**Your instructions**: Wherever the string "path" shows up in the records below, return that line.

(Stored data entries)
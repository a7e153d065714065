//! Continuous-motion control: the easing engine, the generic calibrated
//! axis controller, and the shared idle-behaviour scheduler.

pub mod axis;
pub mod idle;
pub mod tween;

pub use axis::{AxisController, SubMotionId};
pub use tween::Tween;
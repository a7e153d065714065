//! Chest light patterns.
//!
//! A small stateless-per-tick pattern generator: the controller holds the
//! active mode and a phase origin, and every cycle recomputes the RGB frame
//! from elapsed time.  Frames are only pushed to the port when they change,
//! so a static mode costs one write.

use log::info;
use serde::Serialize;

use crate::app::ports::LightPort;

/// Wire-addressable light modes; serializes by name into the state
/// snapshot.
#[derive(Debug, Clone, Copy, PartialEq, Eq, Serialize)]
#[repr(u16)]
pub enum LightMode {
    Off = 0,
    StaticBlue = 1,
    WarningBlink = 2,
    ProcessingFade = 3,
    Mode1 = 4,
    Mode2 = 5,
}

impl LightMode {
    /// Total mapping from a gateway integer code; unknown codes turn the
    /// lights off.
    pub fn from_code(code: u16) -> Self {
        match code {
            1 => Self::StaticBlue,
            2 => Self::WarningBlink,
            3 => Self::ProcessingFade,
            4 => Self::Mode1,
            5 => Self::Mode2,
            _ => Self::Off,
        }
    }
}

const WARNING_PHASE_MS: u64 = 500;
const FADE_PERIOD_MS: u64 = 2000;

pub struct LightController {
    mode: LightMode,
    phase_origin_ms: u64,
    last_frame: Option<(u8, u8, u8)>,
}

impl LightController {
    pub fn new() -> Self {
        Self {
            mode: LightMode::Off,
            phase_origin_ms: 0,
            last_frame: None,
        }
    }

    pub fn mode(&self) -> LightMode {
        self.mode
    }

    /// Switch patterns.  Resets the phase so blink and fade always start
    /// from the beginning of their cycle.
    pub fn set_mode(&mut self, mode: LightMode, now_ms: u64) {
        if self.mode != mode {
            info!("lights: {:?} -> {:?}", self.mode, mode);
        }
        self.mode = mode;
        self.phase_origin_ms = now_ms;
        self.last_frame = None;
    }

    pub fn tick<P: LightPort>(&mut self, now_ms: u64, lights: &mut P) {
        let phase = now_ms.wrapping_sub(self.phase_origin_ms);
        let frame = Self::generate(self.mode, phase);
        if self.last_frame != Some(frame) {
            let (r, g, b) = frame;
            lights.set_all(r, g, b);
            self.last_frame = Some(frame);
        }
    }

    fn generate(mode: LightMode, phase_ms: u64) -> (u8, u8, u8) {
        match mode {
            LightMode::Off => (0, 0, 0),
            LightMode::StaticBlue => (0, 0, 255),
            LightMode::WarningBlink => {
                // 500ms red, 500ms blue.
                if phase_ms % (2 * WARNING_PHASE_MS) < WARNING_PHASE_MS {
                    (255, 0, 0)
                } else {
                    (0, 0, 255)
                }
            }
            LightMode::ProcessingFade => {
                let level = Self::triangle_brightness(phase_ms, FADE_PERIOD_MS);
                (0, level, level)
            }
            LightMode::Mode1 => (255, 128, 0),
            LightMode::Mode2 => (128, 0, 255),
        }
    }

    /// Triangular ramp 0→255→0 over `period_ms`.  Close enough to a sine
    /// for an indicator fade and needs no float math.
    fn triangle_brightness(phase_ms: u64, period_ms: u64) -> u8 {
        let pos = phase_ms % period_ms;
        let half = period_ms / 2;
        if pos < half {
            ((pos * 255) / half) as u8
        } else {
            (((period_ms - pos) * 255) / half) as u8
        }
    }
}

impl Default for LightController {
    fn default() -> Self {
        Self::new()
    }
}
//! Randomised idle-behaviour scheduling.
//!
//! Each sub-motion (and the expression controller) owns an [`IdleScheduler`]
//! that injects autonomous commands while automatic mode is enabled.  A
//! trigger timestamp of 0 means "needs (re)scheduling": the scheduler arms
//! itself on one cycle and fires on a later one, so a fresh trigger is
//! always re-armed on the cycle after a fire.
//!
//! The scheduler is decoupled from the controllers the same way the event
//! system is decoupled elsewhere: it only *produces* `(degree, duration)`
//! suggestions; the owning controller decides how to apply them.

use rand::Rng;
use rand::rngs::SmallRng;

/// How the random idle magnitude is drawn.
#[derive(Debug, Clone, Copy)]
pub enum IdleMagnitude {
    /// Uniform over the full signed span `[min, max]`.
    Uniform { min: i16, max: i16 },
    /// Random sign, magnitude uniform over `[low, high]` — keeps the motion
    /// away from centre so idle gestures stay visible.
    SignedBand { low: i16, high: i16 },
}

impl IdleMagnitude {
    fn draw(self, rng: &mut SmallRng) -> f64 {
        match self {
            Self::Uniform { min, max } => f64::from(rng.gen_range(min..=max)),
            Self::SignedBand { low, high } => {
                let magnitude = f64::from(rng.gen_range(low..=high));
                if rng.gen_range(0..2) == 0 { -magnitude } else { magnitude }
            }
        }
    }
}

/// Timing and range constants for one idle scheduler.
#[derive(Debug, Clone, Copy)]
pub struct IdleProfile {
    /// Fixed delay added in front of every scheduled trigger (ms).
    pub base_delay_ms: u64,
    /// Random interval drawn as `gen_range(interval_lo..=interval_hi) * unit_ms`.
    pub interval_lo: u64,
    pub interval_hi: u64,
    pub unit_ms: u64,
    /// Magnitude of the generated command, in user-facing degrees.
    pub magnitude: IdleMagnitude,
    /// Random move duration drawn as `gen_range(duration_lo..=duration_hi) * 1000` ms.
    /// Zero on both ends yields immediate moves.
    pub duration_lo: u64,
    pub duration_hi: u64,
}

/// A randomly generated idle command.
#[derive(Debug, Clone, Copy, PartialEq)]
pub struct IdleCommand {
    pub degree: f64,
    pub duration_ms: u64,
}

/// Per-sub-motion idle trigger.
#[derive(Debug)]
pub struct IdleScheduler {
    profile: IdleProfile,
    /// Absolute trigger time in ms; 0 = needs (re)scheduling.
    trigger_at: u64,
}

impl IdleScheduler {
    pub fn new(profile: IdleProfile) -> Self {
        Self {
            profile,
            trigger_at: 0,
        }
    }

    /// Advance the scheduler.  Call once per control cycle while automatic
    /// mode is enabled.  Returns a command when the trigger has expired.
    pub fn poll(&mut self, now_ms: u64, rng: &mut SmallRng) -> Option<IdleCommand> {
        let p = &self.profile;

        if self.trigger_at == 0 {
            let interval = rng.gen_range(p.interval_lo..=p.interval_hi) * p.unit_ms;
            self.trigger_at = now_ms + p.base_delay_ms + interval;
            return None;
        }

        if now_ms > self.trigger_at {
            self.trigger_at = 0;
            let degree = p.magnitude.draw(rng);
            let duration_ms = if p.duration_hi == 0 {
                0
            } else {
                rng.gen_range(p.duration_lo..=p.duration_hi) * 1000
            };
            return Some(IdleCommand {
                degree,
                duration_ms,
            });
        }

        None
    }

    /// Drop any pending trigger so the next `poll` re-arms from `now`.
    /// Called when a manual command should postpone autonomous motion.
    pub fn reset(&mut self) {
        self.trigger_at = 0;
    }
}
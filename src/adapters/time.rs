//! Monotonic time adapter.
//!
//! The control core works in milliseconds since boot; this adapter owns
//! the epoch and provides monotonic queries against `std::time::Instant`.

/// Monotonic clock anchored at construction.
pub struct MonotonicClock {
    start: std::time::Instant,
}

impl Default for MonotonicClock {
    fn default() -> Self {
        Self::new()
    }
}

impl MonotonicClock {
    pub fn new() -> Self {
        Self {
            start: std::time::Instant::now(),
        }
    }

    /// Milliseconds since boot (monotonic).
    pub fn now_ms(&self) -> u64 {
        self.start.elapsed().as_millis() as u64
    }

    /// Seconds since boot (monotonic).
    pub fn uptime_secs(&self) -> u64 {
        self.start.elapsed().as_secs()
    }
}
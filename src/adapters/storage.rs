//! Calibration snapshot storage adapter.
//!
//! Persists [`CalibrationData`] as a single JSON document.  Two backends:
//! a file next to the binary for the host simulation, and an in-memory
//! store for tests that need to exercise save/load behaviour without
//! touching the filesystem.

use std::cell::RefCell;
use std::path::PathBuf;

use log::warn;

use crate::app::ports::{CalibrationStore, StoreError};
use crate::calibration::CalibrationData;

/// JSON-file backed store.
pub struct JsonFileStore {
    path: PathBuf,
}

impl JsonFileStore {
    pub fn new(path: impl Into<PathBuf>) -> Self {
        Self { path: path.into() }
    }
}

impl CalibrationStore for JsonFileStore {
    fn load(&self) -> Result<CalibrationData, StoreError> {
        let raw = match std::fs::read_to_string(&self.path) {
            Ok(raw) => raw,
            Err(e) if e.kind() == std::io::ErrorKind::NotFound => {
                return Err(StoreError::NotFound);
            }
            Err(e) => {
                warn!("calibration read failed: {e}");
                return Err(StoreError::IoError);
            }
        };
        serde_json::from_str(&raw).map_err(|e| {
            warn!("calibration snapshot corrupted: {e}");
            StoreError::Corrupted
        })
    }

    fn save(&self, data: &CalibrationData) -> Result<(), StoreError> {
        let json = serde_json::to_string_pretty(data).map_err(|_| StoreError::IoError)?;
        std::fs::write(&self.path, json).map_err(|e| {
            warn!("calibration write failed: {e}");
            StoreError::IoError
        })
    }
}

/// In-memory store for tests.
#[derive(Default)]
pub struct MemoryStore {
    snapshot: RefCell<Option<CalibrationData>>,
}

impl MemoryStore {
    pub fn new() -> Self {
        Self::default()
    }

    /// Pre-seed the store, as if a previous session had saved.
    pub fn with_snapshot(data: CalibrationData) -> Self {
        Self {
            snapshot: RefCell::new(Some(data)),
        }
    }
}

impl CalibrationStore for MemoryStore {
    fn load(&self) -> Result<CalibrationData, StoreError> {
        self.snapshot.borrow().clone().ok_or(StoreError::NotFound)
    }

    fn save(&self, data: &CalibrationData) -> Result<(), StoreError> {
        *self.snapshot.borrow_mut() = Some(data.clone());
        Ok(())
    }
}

**Output for this task**:
use std::path::PathBuf;
    path: PathBuf,
    pub fn new(path: impl Into<PathBuf>) -> Self {
        Self { path: path.into() }
        let raw = match std::fs::read_to_string(&self.path) {
        std::fs::write(&self.path, json).map_err(|e| {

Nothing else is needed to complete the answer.